- Task: Please read the records below and return each line holding the string "completion".

*** Source records Section Begins ***

impl<T: TaskValue> std::fmt::Debug for Task<T> {
    fn fmt(&self, f: &mut std::fmt::Formatter<'_>) -> std::fmt::Result {
        let record = self.record();
        f.debug_struct("Task")
            .field("id", &self.inner.id)
            .field("label", &self.inner.label)
            .field("state", &record.phase.state())
            .field("cancelled", &record.cancelled)
            .field("dependencies", &record.dependencies.len())
            .finish()
    }
}

/// Handle given to a running body.
///
/// Calling [`finish`](TaskContext::finish) is the only way a running task
/// completes successfully. Dropping the context without finishing marks the
/// task as cancelled so its slot is released.
pub struct TaskContext<T: TaskValue> {
    task: Option<Task<T>>,
    inputs: Vec<T>,
    runtime: Handle,
}

impl<T: TaskValue> TaskContext<T> {
    pub(crate) fn new(task: Task<T>, dependencies: &[Task<T>], runtime: Handle) -> Self {
        let inputs = dependencies
            .iter()
            .filter_map(|dep| dep.outcome().and_then(Outcome::into_value))
            .collect();
        Self {
            task: Some(task),
            inputs,
            runtime,
        }
    }

    pub fn id(&self) -> TaskId {
        self.task.as_ref().map(Task::id).unwrap_or_default()
    }

    pub fn label(&self) -> &str {
        self.task.as_ref().map(Task::label).unwrap_or_default()
    }

    /// Outputs of this task's dependencies, in the order they were declared
    pub fn inputs(&self) -> &[T] {
        &self.inputs
    }

    /// First dependency output, for the common single-upstream case
    pub fn input(&self) -> Option<&T> {
        self.inputs.first()
    }

    /// Bodies that can abort early should poll this between steps
    pub fn is_cancelled(&self) -> bool {
        self.task.as_ref().is_none_or(Task::is_cancelled)
    }

    pub fn runtime(&self) -> &Handle {
        &self.runtime
    }

    /// Signal completion with the task's result
    pub fn finish(mut self, value: T) {
        if let Some(task) = self.task.take() {
            task.finish(Some(value));
        }
    }

    /// Signal completion without a result; the task finishes as cancelled
    pub fn abandon(mut self) {
        if let Some(task) = self.task.take() {
            task.mark_cancelled();
            task.finish(None);
        }
    }
}
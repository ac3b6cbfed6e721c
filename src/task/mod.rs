pub mod cache;
pub mod graph;
pub mod handle;
pub mod scheduler;
pub mod types;


pub use cache::*;
pub use graph::*;
pub use handle::*;
pub use scheduler::*;
pub use types::*;
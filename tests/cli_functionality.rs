//! Integration tests for CLI functionality
//!
//! These tests drive the simulation the way the binary does: parse
//! arguments, load a config file, apply overrides and run.

use clap::Parser;
use std::fs;
use taskchain::cli::{Args, DemoConfig, ExecutionMode, run_simulation};
use tempfile::TempDir;

#[tokio::test(flavor = "multi_thread", worker_threads = 4)]
async fn test_simulate_from_config_file_with_overrides() {
    let temp_dir = TempDir::new().unwrap();
    let config_path = temp_dir.path().join("demo.toml");
    fs::write(
        &config_path,
        "[scheduler]\n\
         max_concurrent_tasks = 8\n\
         \n\
         [simulation]\n\
         rows = 16\n\
         scroll_away = 4\n\
         rerequests = 4\n\
         min_latency_ms = 1\n\
         max_latency_ms = 4\n",
    )
    .unwrap();

    let args = Args::parse_from([
        "taskchain",
        "simulate",
        "--config",
        config_path.to_str().unwrap(),
        "--workers",
        "2",
        "--json",
    ]);
    let ExecutionMode::Simulate(options) = args.mode().unwrap() else {
        panic!("Expected Simulate mode");
    };

    let mut config = DemoConfig::load(options.config_path.as_deref()).unwrap();
    config.apply_overrides(&options);
    let report = run_simulation(&config).await.unwrap();

    assert_eq!(report.workers, 2);
    assert_eq!(report.rows, 16);
    assert_eq!(report.rows_loaded, 16);
    assert_eq!(report.stale_deliveries, 0);
    assert!(report.stats.peak_executing <= 2);
    assert!(report.cache_hits > 0, "scrolling back should hit the cache");

    let json = serde_json::to_string(&report).unwrap();
    assert!(json.contains("\"stale_deliveries\":0"));
}

#[tokio::test]
async fn test_simulate_rejects_invalid_config() {
    let mut config = DemoConfig::default();
    config.simulation.rows = 0;

    let result = run_simulation(&config).await;

    assert!(result.is_err());
}

#[test]
fn test_show_config_prints_loadable_toml() {
    let temp_dir = TempDir::new().unwrap();
    let config_path = temp_dir.path().join("shown.toml");

    let shown = DemoConfig::default().to_toml_string().unwrap();
    fs::write(&config_path, &shown).unwrap();

    let args = Args::parse_from(["taskchain", "show-config", "-c", config_path.to_str().unwrap()]);
    let ExecutionMode::ShowConfig { config_path } = args.mode().unwrap() else {
        panic!("Expected ShowConfig mode");
    };
    let loaded = DemoConfig::load(config_path.as_deref()).unwrap();
    assert_eq!(loaded, DemoConfig::default());
}
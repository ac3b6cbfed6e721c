use anyhow::Result;
use taskchain::cli::{Args, DemoConfig, ExecutionMode, SimulateConfig, print_report, run_simulation};
use tracing::info;
use tracing_subscriber::EnvFilter;

#[tokio::main]
async fn main() -> Result<()> {
    let args = Args::parse();

    // Initialize logging; RUST_LOG takes precedence over --verbose
    let default_filter = if args.verbose() {
        "taskchain=debug"
    } else {
        "taskchain=info"
    };
    let filter =
        EnvFilter::try_from_default_env().unwrap_or_else(|_| EnvFilter::new(default_filter));
    tracing_subscriber::fmt().with_env_filter(filter).init();

    let mode = match args.mode() {
        Ok(mode) => mode,
        Err(e) => {
            eprintln!("Error: {}", e);
            std::process::exit(1);
        }
    };

    match mode {
        ExecutionMode::Simulate(config) => run_simulate_mode(config).await,
        ExecutionMode::ShowConfig { config_path } => {
            let config = DemoConfig::load(config_path.as_deref())?;
            print!("{}", config.to_toml_string()?);
            Ok(())
        }
    }
}

async fn run_simulate_mode(options: SimulateConfig) -> Result<()> {
    let mut config = DemoConfig::load(options.config_path.as_deref())?;
    config.apply_overrides(&options);

    info!(
        "Simulating {} rows with {} workers",
        config.simulation.rows, config.scheduler.max_concurrent_tasks
    );
    let report = run_simulation(&config).await?;
    print_report(&report, options.json)
}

*** Source records Section Ends ***

- Task solution:
    /// Signal completion with the task's result
    /// Signal completion without a result; the task finishes as cancelled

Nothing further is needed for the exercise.